Что касается реальной и ложной тревог, то португальская полиция находилась в состоянии лихорадочной активности и возбуждения. Корабль несколько раз обыскали сверху донизу. Меры безопасности были удвоены, а затем еще раз удвоены; все способствовало тому, чтобы подтвердить мои донесения в Берлин о невозможности осуществить похищение.
В день отплытия герцога я находился в башне посольства Германии, откуда наблюдал за его кораблем в полевой бинокль. Корабль я видел так близко, что мне казалось, я могу почти коснуться его. Герцог и герцогиня в назначенное время взошли на борт, и я узнал сэра Монктона. Возникло какое-то напряжение по поводу ручной клади. Португальские полицейские в своем рвении настаивали и на его обыске тоже. Наконец корабль отдал концы и пошел к широкому устью реки Тежу. Я медленно возвратился домой. Эта глава была закрыта.
Оставался только вопрос о том, как меня примут в Берлине. Если бы я смог лично доложить обо всем Гитлеру, то я был уверен, что все будет нормально. Но если доклад будет делать Риббентроп, то у меня, вероятно, возникнут проблемы. Остаток дня я провел за составлением своей последней телеграммы в Берлин.
На следующий день, попрощавшись с друзьями, я поехал на машине из Лиссабона в Мадрид, а оттуда вылетел в Берлин и немедленно по прилете явился к Риббентропу. Он принял меня довольно холодно: выражение его лица было отстраненным, рукопожатие — формальным. Было видно, что он недоволен. Он коротко сказал: «Докладывайте, пожалуйста». Я сохранял спокойствие и говорил ровно; мой устный доклад очень точно следовал моим письменным донесениям, которые я отсылал из Лиссабона. Когда я закончил, он некоторое время смотрел перед собой, а затем сказал монотонным и уставшим голосом: «Фюрер тщательно изучил вашу последнюю телеграмму и попросил меня сказать вам, что, несмотря на свое разочарование исходом дела, он согласен с вашим решением и выражает свое одобрение ваших действий».

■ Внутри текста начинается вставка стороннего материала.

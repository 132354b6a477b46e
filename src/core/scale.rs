//! Scale conversion and the fixed weight tables
//!
//! Every component of an internal mark is entered on its own scale (a CIE
//! out of 50, an assignment out of 10, ...) and contributes a fixed weight to
//! the layout's total. Conversion is linear: `mark / source_max * weight`.

use crate::core::models::{Layout, RawMark};

/// Source scale and target weight of one component
#[derive(Debug, Clone, Copy, PartialEq)]
pub struct WeightSpec {
    /// Maximum raw mark on the component's own scale (always > 0)
    pub source_max: f64,
    /// Contribution of a full raw mark to the layout total
    pub target_weight: f64,
}

impl WeightSpec {
    /// Create a weight spec
    #[must_use]
    pub const fn new(source_max: f64, target_weight: f64) -> Self {
        Self {
            source_max,
            target_weight,
        }
    }

    /// Convert a raw mark (absent counts as 0)
    #[must_use]
    pub fn apply(&self, raw: RawMark) -> f64 {
        convert(raw, self.source_max, self.target_weight)
    }
}

/// A named component of a layout's weight table
#[derive(Debug, Clone, Copy, PartialEq)]
pub struct Component {
    /// Field name, matching the marks record
    pub name: &'static str,
    /// Human-readable label
    pub label: &'static str,
    /// Scale and weight
    pub spec: WeightSpec,
}

impl Component {
    const fn new(name: &'static str, label: &'static str, source_max: f64, target_weight: f64) -> Self {
        Self {
            name,
            label,
            spec: WeightSpec::new(source_max, target_weight),
        }
    }
}

/// Theory CIE 1: 50 → 8
pub const THEORY_CIE1: Component = Component::new("cie1", "CIE 1", 50.0, 8.0);
/// Theory CIE 2: 50 → 8
pub const THEORY_CIE2: Component = Component::new("cie2", "CIE 2", 50.0, 8.0);
/// Theory assignment 1: 10 → 4
pub const THEORY_ASSIGNMENT1: Component = Component::new("assignment1", "Assignment 1", 10.0, 4.0);
/// Theory assignment 2: 10 → 4
pub const THEORY_ASSIGNMENT2: Component = Component::new("assignment2", "Assignment 2", 10.0, 4.0);
/// Theory assignment 3: 10 → 6
pub const THEORY_ASSIGNMENT3: Component = Component::new("assignment3", "Assignment 3", 10.0, 6.0);
/// Theory model exam: 100 → 10
pub const THEORY_MODEL: Component = Component::new("model", "Model Exam", 100.0, 10.0);

/// Integrated CIE 1: 50 → 7
pub const INTEGRATED_CIE1: Component = Component::new("cie1", "CIE 1", 50.0, 7.0);
/// Integrated CIE 2: 50 → 7
pub const INTEGRATED_CIE2: Component = Component::new("cie2", "CIE 2", 50.0, 7.0);
/// Integrated CIE 3 / model: 100 → 11
pub const INTEGRATED_CIE3: Component = Component::new("cie3", "CIE 3", 100.0, 11.0);
/// Integrated practical 1: 50 → 7
pub const INTEGRATED_PRACTICAL1: Component = Component::new("practical1", "Practical 1", 50.0, 7.0);
/// Integrated practical 2: 50 → 7
pub const INTEGRATED_PRACTICAL2: Component = Component::new("practical2", "Practical 2", 50.0, 7.0);
/// Integrated practical 3: 100 → 11
pub const INTEGRATED_PRACTICAL3: Component =
    Component::new("practical3", "Practical 3", 100.0, 11.0);

/// Theory weight table, in `TheoryMarks` field order
pub const THEORY_COMPONENTS: [Component; 6] = [
    THEORY_CIE1,
    THEORY_CIE2,
    THEORY_ASSIGNMENT1,
    THEORY_ASSIGNMENT2,
    THEORY_ASSIGNMENT3,
    THEORY_MODEL,
];

/// Integrated weight table, in `IntegratedMarks` field order
pub const INTEGRATED_COMPONENTS: [Component; 6] = [
    INTEGRATED_CIE1,
    INTEGRATED_CIE2,
    INTEGRATED_CIE3,
    INTEGRATED_PRACTICAL1,
    INTEGRATED_PRACTICAL2,
    INTEGRATED_PRACTICAL3,
];

/// Weight table for a layout
#[must_use]
pub const fn components(layout: Layout) -> &'static [Component; 6] {
    match layout {
        Layout::Theory => &THEORY_COMPONENTS,
        Layout::Integrated => &INTEGRATED_COMPONENTS,
    }
}

/// Convert a raw mark on `source_max` to its weighted contribution.
///
/// Absent and non-finite marks contribute 0. No rounding and no clamping
/// happen here; the aggregator clamps the final total.
#[must_use]
pub fn convert(raw: RawMark, source_max: f64, target_weight: f64) -> f64 {
    debug_assert!(source_max > 0.0, "source_max must be positive");
    raw.filter(|v| v.is_finite())
        .map_or(0.0, |v| v / source_max * target_weight)
}

/// Sum the weighted contributions of `values` against `table`, pairwise.
#[must_use]
pub fn weighted_sum(table: &[Component], values: &[RawMark]) -> f64 {
    table
        .iter()
        .zip(values)
        .map(|(component, raw)| {
            let weighted = component.spec.apply(*raw);
            crate::debug!(
                "{}: {:?}/{} -> {weighted:.3}",
                component.name,
                raw,
                component.spec.source_max
            );
            weighted
        })
        .sum()
}
//! Integration smoke tests for `markify`

use markify::get_version;

#[test]
fn version_is_not_empty() {
    let v = get_version();
    assert!(!v.trim().is_empty());
    assert_eq!(v, env!("CARGO_PKG_VERSION"));
}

Я испытал огромное облегчение, услышав это, и должен признаться, что почувствовал огромное уважение и благодарность Гитлеру за его реакцию. Риббентроп, который явно действовал согласно указаниям, сменил тему, и в течение полутора часов мы в довольно свободной манере обсуждали общую ситуацию в Испании и Португалии. Очень осторожно я попытался довести до его сведения точку зрения посла фон Шторера, но Риббентроп тут же прервал меня, сердито сказав: «Жаль, что вы не оказали на фон Шторера давления, чтобы пробудить его от его летаргического сна. Мы сами знаем, что ситуация непростая, но для этого-то он и находится там — чтобы изменить ее».
Я попытался парировать: «Совершенно верно, однако чрезвычайно сложно изменить отношение человека в дискуссии и повлиять на него психологически, когда его отношение основывается на структурном развитии страны». Но Риббентроп не желал соглашаться, и я заметил, что он снова пытается оборвать обсуждение этого вопроса.
Риббентроп был своеобразным человеком. У меня сложилось сильное впечатление в тот день, что все в нем было заученным и неестественным, без малейших признаков спонтанности. Строгость выражения его лица, видимые усилия, которые он прилагал, чтобы улыбаться, искусственность его жестов — все это формировало впечатление, что человек надел маску, и мне было интересно, что на самом деле происходит за ней. Было совершенно невозможно вызвать в нем какие-то чувства или убедить логическими доводами. При попытке сделать это возникало ощущение, что он вообще не слушает собеседника. Возможно, это было следствием неуверенности в себе — страха, что он не сможет удержаться на своем посту и отстоять свою точку зрения. Я знал, что никогда не смогу установить настоящий контакт с этим человеком.
Днем я явился к Гейдриху. Он слушал спокойно, несколько раз кивнул и наконец сказал: «Довольно разочаровывающее дело. Прошу вас, постарайтесь не слишком тесно общаться с Риббентропом. У меня есть ощущение, что вы в первую очередь не должны были соглашаться на выполнение этого задания. Очевидно, вы с самого начала понимали, чем это, вероятно, закончится. Должен сказать, что вы выполнили его довольно благоразумно».